AfriForum is right on one thing: SA definitely needs good, ubiquitous broadband in its remote and rural areas. We have all heard about how a 10% increase in broadband connectivity results in an average 1.5% increase in a country’s GDP. But Starlink is not the solution to SA’s poor rural connectivity. It is quite expensive and probably only suited to a particular demographic that can afford it. It is not the ideal long-term solution to the broadband needs of rural communities and facilities such as hospitals and public colleges.

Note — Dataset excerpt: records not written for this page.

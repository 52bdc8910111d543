//! Identity-first registration.
//!
//! The identity is created at the provider first, then the local record is
//! persisted, then a welcome email is sent. A failed local persist triggers
//! a compensating delete of the identity, unless a re-read shows the record
//! was committed anyway. A failed email only clears `email_sent`.

use std::sync::Arc;
use std::time::Duration;

use tracing::{error, info, warn};

use accountgate_core::AppResult;
use accountgate_domain::{IdentityRecord, RegistrationRequest};

use crate::{
    CompensationResult, IdentityCleanup, IdentityCreation, IdentityProvider, NotificationService, PasswordHasher,
    UserStore,
};

mod outcome;
mod steps;

pub use outcome::{ConflictReason, IdentityStatus, RegistrationOutcome, StepReport, StepState};

/// Upper bound for each network step of a registration.
#[derive(Debug, Clone, Copy, PartialEq, Eq)]
pub struct RegistrationTimeouts {
    /// Duplicate check against the local store.
    pub duplicate_check: Duration,
    /// Admin credential fetch plus identity creation.
    pub identity_creation: Duration,
    /// Password hashing plus the local store transaction.
    pub local_persist: Duration,
    /// Whole compensation routine.
    pub compensation: Duration,
    /// Welcome email delivery.
    pub email: Duration,
}

impl RegistrationTimeouts {
    /// Uses the same bound for every step.
    #[must_use]
    pub fn uniform(limit: Duration) -> Self {
        Self {
            duplicate_check: limit,
            identity_creation: limit,
            local_persist: limit,
            compensation: limit,
            email: limit,
        }
    }
}

impl Default for RegistrationTimeouts {
    fn default() -> Self {
        Self::uniform(Duration::from_secs(15))
    }
}

/// Orchestrates registration across the identity provider, the local store
/// and the email transport.
#[derive(Clone)]
pub struct RegistrationService {
    identity_provider: Arc<dyn IdentityProvider>,
    user_store: Arc<dyn UserStore>,
    password_hasher: Arc<dyn PasswordHasher>,
    notifications: NotificationService,
    cleanup: IdentityCleanup,
    timeouts: RegistrationTimeouts,
    temporary_password: bool,
}

impl RegistrationService {
    /// Creates a registration service with default timeouts and temporary
    /// provider passwords.
    #[must_use]
    pub fn new(
        identity_provider: Arc<dyn IdentityProvider>,
        user_store: Arc<dyn UserStore>,
        password_hasher: Arc<dyn PasswordHasher>,
        notifications: NotificationService,
    ) -> Self {
        let timeouts = RegistrationTimeouts::default();
        Self {
            cleanup: IdentityCleanup::new(identity_provider.clone(), timeouts.compensation),
            identity_provider,
            user_store,
            password_hasher,
            notifications,
            timeouts,
            temporary_password: true,
        }
    }

    /// Overrides the per-step timeouts.
    #[must_use]
    pub fn with_timeouts(mut self, timeouts: RegistrationTimeouts) -> Self {
        self.cleanup = IdentityCleanup::new(self.identity_provider.clone(), timeouts.compensation);
        self.timeouts = timeouts;
        self
    }

    /// Sets whether the provider password is marked temporary.
    #[must_use]
    pub fn with_temporary_password(mut self, temporary_password: bool) -> Self {
        self.temporary_password = temporary_password;
        self
    }

    /// Registers a user at the identity provider first, then locally.
    ///
    /// Returns `Err` only for a malformed request or a failed duplicate
    /// check. Both happen before any side effect. Every later failure is a
    /// [`RegistrationOutcome`] variant.
    pub async fn register_identity_first(
        &self,
        request: RegistrationRequest,
    ) -> AppResult<RegistrationOutcome> {
        let registration = request.validate()?;
        let username = registration.username().clone();
        info!(username = %username, "registration started");

        if self.find_existing(registration.email()).await?.is_some() {
            info!(username = %username, "registration rejected, email already registered");
            return Ok(RegistrationOutcome::Conflict {
                reason: ConflictReason::EmailAlreadyRegistered,
            });
        }

        let identity_record = IdentityRecord::from_registration(&registration, self.temporary_password);
        let provider_id = match self.create_identity(&identity_record).await {
            Ok(IdentityCreation::Created { provider_id }) => provider_id,
            Ok(IdentityCreation::Conflict) => {
                info!(username = %username, "registration rejected, identity already exists");
                return Ok(RegistrationOutcome::Conflict {
                    reason: ConflictReason::IdentityAlreadyExists,
                });
            }
            Err(failure) => {
                warn!(username = %username, error = %failure, "identity creation failed");
                return Ok(RegistrationOutcome::IdentityProviderFailure {
                    detail: failure.to_string(),
                });
            }
        };

        let user = match self.persist_local(&registration).await {
            Ok(user) => user,
            Err(failure) => match self.find_committed(&registration).await {
                Ok(Some(user)) => {
                    warn!(
                        username = %username,
                        user_id = %user.id,
                        error = %failure,
                        "local persist reported failure after commit, keeping identity"
                    );
                    user
                }
                Ok(None) => {
                    warn!(
                        username = %username,
                        error = %failure,
                        "local persist failed, removing created identity"
                    );
                    let compensation = self.cleanup.remove_by_username(&username).await;
                    if compensation.requires_manual_cleanup() {
                        error!(
                            username = %username,
                            provider_id = ?provider_id.as_ref().map(ToString::to_string),
                            compensation = compensation.as_str(),
                            requires_manual_cleanup = true,
                            "identity left without local record"
                        );
                    }
                    return Ok(RegistrationOutcome::LocalPersistFailure {
                        detail: failure.to_string(),
                        compensation,
                    });
                }
                Err(lookup_failure) => {
                    error!(
                        username = %username,
                        provider_id = ?provider_id.as_ref().map(ToString::to_string),
                        error = %failure,
                        lookup_error = %lookup_failure,
                        requires_manual_cleanup = true,
                        "local record state unknown after persist failure, identity kept"
                    );
                    return Ok(RegistrationOutcome::LocalPersistFailure {
                        detail: failure.to_string(),
                        compensation: CompensationResult::Failed {
                            detail: format!(
                                "identity kept, local record state unknown: {lookup_failure}"
                            ),
                        },
                    });
                }
            },
        };

        let email_sent = self.send_welcome(&registration).await;

        info!(username = %username, user_id = %user.id, email_sent, "registration completed");
        Ok(RegistrationOutcome::Created {
            user,
            email_sent,
            identity: IdentityStatus {
                username,
                provider_id,
            },
        })
    }
}
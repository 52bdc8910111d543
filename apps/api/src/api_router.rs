use accountgate_core::AppError;
use axum::Router;
use axum::middleware::from_fn_with_state;
use axum::routing::{delete, get, post};
use tower_http::trace::TraceLayer;

use crate::state::AppState;
use crate::{handlers, middleware};

mod cors;


use cors::build_cors_layer;

pub fn build_router(app_state: AppState, frontend_url: &str) -> Result<Router, AppError> {
    let cors_layer = build_cors_layer(frontend_url)?;

    let protected_routes = Router::new()
        .route(
            "/user/admin-token",
            get(handlers::users::admin_token_handler),
        )
        .route(
            "/user/delete",
            delete(handlers::users::delete_own_identity_handler),
        )
        .route(
            "/user/delete/{provider_id}",
            delete(handlers::users::delete_identity_handler),
        )
        .route(
            "/user/{id}",
            get(handlers::users::get_user_handler).put(handlers::users::update_user_handler),
        )
        .route("/email/send", post(handlers::email::send_email_handler))
        .route(
            "/email/welcome",
            post(handlers::email::welcome_email_handler),
        )
        .route("/email/test", post(handlers::email::test_email_handler))
        .route_layer(from_fn_with_state(
            app_state.clone(),
            middleware::require_bearer,
        ));

    Ok(public_routes()
        .merge(protected_routes)
        .layer(TraceLayer::new_for_http())
        .layer(cors_layer)
        .with_state(app_state))
}

fn public_routes() -> Router<AppState> {
    Router::new()
        .route("/health", get(handlers::health::health_handler))
        .route("/email/status", get(handlers::email::email_status_handler))
        .route(
            "/user/register-keycloak-first",
            post(handlers::registration::register_identity_first_handler),
        )
        .route(
            "/user/registration",
            post(handlers::registration::register_identity_first_handler),
        )
        .route("/user/login", post(handlers::tokens::login_handler))
        .route(
            "/user/token/refresh",
            post(handlers::tokens::refresh_token_handler),
        )
        .route(
            "/user/token/introspect",
            post(handlers::tokens::introspect_token_handler),
        )
        .route("/user/logout", post(handlers::tokens::logout_handler))
}
use std::env;
use std::net::{IpAddr, SocketAddr};
use std::str::FromStr;
use std::time::Duration;

use accountgate_core::AppError;
use accountgate_infrastructure::Argon2Settings;
use tracing_subscriber::EnvFilter;
use url::Url;

#[derive(Debug, Clone)]
pub struct SmtpRuntimeConfig {
    pub host: String,
    pub port: u16,
    pub username: String,
    pub password: String,
    pub from_address: String,
}

#[derive(Debug, Clone)]
pub struct SendGridRuntimeConfig {
    pub api_key: String,
    pub from_address: String,
    pub from_name: String,
}

#[derive(Debug, Clone)]
pub enum EmailProviderConfig {
    Console,
    Smtp(SmtpRuntimeConfig),
    SendGrid(SendGridRuntimeConfig),
}

impl EmailProviderConfig {
    pub fn name(&self) -> &'static str {
        match self {
            Self::Console => "console",
            Self::Smtp(_) => "smtp",
            Self::SendGrid(_) => "sendgrid",
        }
    }
}

#[derive(Debug, Clone)]
pub struct KeycloakRuntimeConfig {
    pub base_url: Url,
    pub realm: String,
    pub client_id: String,
    pub client_secret: String,
    pub timeout: Duration,
    pub temporary_password: bool,
}

#[derive(Debug, Clone)]
pub struct ApiConfig {
    pub migrate_only: bool,
    pub database_url: String,
    pub database_max_connections: u32,
    pub frontend_url: String,
    pub api_host: String,
    pub api_port: u16,
    pub keycloak: KeycloakRuntimeConfig,
    pub registration_step_timeout: Duration,
    pub email_provider: EmailProviderConfig,
    pub password_hashing: Argon2Settings,
    pub expose_error_details: bool,
    pub expose_admin_token_endpoint: bool,
    pub expose_email_endpoints: bool,
}

impl ApiConfig {
    pub fn load() -> Result<Self, AppError> {
        let migrate_only = env::args().nth(1).as_deref() == Some("migrate");

        let database_url = required_non_empty_env("DATABASE_URL")?;
        let database_max_connections = env::var("DATABASE_MAX_CONNECTIONS")
            .ok()
            .and_then(|value| value.trim().parse::<u32>().ok())
            .filter(|value| *value > 0)
            .unwrap_or(10);
        let frontend_url =
            env::var("FRONTEND_URL").unwrap_or_else(|_| "http://localhost:3000".to_owned());

        let api_host = env::var("API_HOST").unwrap_or_else(|_| "127.0.0.1".to_owned());
        let api_port = env::var("API_PORT")
            .ok()
            .and_then(|value| value.parse::<u16>().ok())
            .unwrap_or(8081);

        let keycloak = load_keycloak_config()?;
        let registration_step_timeout =
            Duration::from_secs(parse_seconds("REGISTRATION_STEP_TIMEOUT_SECS", 15)?);
        let email_provider = load_email_provider()?;
        let password_hashing = load_password_hashing()?;
        let expose_error_details = parse_flag("EXPOSE_ERROR_DETAILS", false);
        let expose_admin_token_endpoint = parse_flag("EXPOSE_ADMIN_TOKEN_ENDPOINT", false);
        let expose_email_endpoints = parse_flag("EXPOSE_EMAIL_ENDPOINTS", false);

        Ok(Self {
            migrate_only,
            database_url,
            database_max_connections,
            frontend_url,
            api_host,
            api_port,
            keycloak,
            registration_step_timeout,
            email_provider,
            password_hashing,
            expose_error_details,
            expose_admin_token_endpoint,
            expose_email_endpoints,
        })
    }

    pub fn socket_address(&self) -> Result<SocketAddr, AppError> {
        let host = IpAddr::from_str(&self.api_host).map_err(|error| {
            AppError::Internal(format!("invalid API_HOST '{}': {error}", self.api_host))
        })?;
        Ok(SocketAddr::from((host, self.api_port)))
    }
}

pub fn init_tracing() {
    let env_filter = EnvFilter::try_from_default_env().unwrap_or_else(|_| EnvFilter::new("info"));

    tracing_subscriber::fmt()
        .with_env_filter(env_filter)
        .with_target(false)
        .compact()
        .init();
}

fn load_keycloak_config() -> Result<KeycloakRuntimeConfig, AppError> {
    let base_url = required_non_empty_env("KEYCLOAK_BASE_URL")?;
    let base_url = Url::parse(base_url.trim())
        .map_err(|error| AppError::Validation(format!("invalid KEYCLOAK_BASE_URL: {error}")))?;

    Ok(KeycloakRuntimeConfig {
        base_url,
        realm: env::var("KEYCLOAK_REALM")
            .ok()
            .filter(|value| !value.trim().is_empty())
            .unwrap_or_else(|| "moba".to_owned()),
        client_id: required_non_empty_env("KEYCLOAK_CLIENT_ID")?,
        client_secret: required_non_empty_env("KEYCLOAK_CLIENT_SECRET")?,
        timeout: Duration::from_secs(parse_seconds("KEYCLOAK_TIMEOUT_SECS", 10)?),
        temporary_password: parse_flag("KEYCLOAK_TEMPORARY_PASSWORD", true),
    })
}

fn load_email_provider() -> Result<EmailProviderConfig, AppError> {
    match env::var("EMAIL_PROVIDER")
        .unwrap_or_else(|_| "console".to_owned())
        .as_str()
    {
        "console" => Ok(EmailProviderConfig::Console),
        "smtp" => {
            let port = required_non_empty_env("SMTP_PORT")?
                .parse::<u16>()
                .map_err(|error| AppError::Validation(format!("invalid SMTP_PORT: {error}")))?;
            Ok(EmailProviderConfig::Smtp(SmtpRuntimeConfig {
                host: required_non_empty_env("SMTP_HOST")?,
                port,
                username: required_non_empty_env("SMTP_USERNAME")?,
                password: required_non_empty_env("SMTP_PASSWORD")?,
                from_address: required_non_empty_env("SMTP_FROM_ADDRESS")?,
            }))
        }
        "sendgrid" => Ok(EmailProviderConfig::SendGrid(SendGridRuntimeConfig {
            api_key: required_non_empty_env("SENDGRID_API_KEY")?,
            from_address: required_non_empty_env("SENDGRID_FROM_ADDRESS")?,
            from_name: env::var("SENDGRID_FROM_NAME")
                .ok()
                .filter(|value| !value.trim().is_empty())
                .unwrap_or_else(|| "Account Gateway".to_owned()),
        })),
        other => Err(AppError::Validation(format!(
            "EMAIL_PROVIDER must be one of 'console', 'smtp' or 'sendgrid', got '{other}'"
        ))),
    }
}

fn load_password_hashing() -> Result<Argon2Settings, AppError> {
    let defaults = Argon2Settings::default();

    Ok(Argon2Settings {
        memory_kib: parse_positive("ARGON2_MEMORY_KIB", defaults.memory_kib)?,
        iterations: parse_positive("ARGON2_ITERATIONS", defaults.iterations)?,
        parallelism: parse_positive("ARGON2_PARALLELISM", defaults.parallelism)?,
    })
}

fn parse_positive(name: &str, default: u32) -> Result<u32, AppError> {
    match env::var(name) {
        Ok(value) if !value.trim().is_empty() => {
            let parsed = value
                .trim()
                .parse::<u32>()
                .map_err(|error| AppError::Validation(format!("invalid {name}: {error}")))?;
            if parsed == 0 {
                return Err(AppError::Validation(format!(
                    "{name} must be greater than zero"
                )));
            }
            Ok(parsed)
        }
        _ => Ok(default),
    }
}

fn parse_seconds(name: &str, default: u64) -> Result<u64, AppError> {
    match env::var(name) {
        Ok(value) if !value.trim().is_empty() => {
            let seconds = value
                .trim()
                .parse::<u64>()
                .map_err(|error| AppError::Validation(format!("invalid {name}: {error}")))?;
            if seconds == 0 {
                return Err(AppError::Validation(format!(
                    "{name} must be greater than zero"
                )));
            }
            Ok(seconds)
        }
        _ => Ok(default),
    }
}

fn parse_flag(name: &str, default: bool) -> bool {
    env::var(name)
        .ok()
        .map(|value| value.trim().eq_ignore_ascii_case("true"))
        .unwrap_or(default)
}

fn required_env(name: &str) -> Result<String, AppError> {
    env::var(name).map_err(|_| AppError::Validation(format!("{name} is required")))
}

fn required_non_empty_env(name: &str) -> Result<String, AppError> {
    let value = required_env(name)?;
    if value.trim().is_empty() {
        return Err(AppError::Validation(format!("{name} must not be empty")));
    }

    Ok(value)
}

We need solutions such as public-private partnerships that will roll out fibre to central hubs, including the hospitals and colleges one might find in rural areas. These hubs can have “spokes” that radiate wireless broadband connectivity over a broader area. It is possible that members of organisations such as the Internet Service Providers Association and Wireless Access Providers Association would jump at the opportunity.

We also need solutions such as the practical approach Icasa proposes in its consultation document on a new licensing framework for satellite services. Starlink may even be permitted to provide its services in a particular way that would not need HDG compliance.

So, until Malatsi has done few flick flacks to change the law, or Icasa’s licensing framework for satellite services is finalised, Starlink will need to find some good telecom regulatory lawyers who can help it “maak ’n plan” to comply with our BEE laws, because they are not going to change any time soon.

• Pierce is a director at PPM Attorneys in Johannesburg, specialising in all aspects of ICT law.